▶ What is required
Filter the data below, keeping only lines that contain "static".

____________________

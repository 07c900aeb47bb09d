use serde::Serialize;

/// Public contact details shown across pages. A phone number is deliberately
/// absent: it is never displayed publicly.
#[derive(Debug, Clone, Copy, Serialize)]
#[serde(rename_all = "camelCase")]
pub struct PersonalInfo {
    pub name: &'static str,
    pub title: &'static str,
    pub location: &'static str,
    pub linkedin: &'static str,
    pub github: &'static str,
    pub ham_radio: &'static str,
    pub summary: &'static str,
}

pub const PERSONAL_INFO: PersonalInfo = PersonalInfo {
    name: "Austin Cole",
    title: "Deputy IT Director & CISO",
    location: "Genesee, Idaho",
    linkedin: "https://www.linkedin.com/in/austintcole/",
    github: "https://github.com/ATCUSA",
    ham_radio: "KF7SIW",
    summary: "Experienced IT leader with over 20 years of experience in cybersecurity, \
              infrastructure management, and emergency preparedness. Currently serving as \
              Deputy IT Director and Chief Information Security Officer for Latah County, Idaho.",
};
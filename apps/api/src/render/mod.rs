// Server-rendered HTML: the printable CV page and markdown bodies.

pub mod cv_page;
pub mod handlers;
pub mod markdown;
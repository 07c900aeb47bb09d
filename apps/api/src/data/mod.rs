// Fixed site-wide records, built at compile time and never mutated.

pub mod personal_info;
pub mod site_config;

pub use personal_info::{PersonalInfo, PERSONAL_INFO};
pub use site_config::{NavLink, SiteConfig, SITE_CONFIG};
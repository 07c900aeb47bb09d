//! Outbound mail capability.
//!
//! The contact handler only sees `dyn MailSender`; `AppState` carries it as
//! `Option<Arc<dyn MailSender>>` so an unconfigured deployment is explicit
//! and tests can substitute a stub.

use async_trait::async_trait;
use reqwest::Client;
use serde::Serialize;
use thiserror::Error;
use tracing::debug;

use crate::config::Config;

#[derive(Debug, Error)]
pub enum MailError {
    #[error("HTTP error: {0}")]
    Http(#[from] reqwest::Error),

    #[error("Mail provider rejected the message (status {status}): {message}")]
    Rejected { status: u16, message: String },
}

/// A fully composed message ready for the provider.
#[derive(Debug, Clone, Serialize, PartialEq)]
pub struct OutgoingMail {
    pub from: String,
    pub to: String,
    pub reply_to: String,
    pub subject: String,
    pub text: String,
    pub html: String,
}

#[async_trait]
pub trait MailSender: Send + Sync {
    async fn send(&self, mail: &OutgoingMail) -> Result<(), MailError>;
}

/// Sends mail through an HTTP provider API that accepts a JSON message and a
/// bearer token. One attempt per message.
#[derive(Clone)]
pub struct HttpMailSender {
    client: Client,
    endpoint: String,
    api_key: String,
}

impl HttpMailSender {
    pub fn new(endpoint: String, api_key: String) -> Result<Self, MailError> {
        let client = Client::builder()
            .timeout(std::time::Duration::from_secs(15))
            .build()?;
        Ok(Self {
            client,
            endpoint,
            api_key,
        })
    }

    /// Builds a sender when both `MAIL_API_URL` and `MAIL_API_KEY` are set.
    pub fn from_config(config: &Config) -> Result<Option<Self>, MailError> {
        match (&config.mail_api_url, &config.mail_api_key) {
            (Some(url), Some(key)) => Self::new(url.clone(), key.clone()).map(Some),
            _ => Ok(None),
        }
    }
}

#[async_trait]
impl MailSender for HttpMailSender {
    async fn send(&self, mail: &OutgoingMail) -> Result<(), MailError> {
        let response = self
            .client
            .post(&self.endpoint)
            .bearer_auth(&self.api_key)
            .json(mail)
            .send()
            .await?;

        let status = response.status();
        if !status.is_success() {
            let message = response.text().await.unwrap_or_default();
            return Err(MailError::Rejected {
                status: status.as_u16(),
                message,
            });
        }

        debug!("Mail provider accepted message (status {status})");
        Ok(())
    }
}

____________________

▶ Task solution
    pub name: &'static str,
    pub title: &'static str,
    pub location: &'static str,
    pub linkedin: &'static str,
    pub github: &'static str,
    pub ham_radio: &'static str,
    pub summary: &'static str,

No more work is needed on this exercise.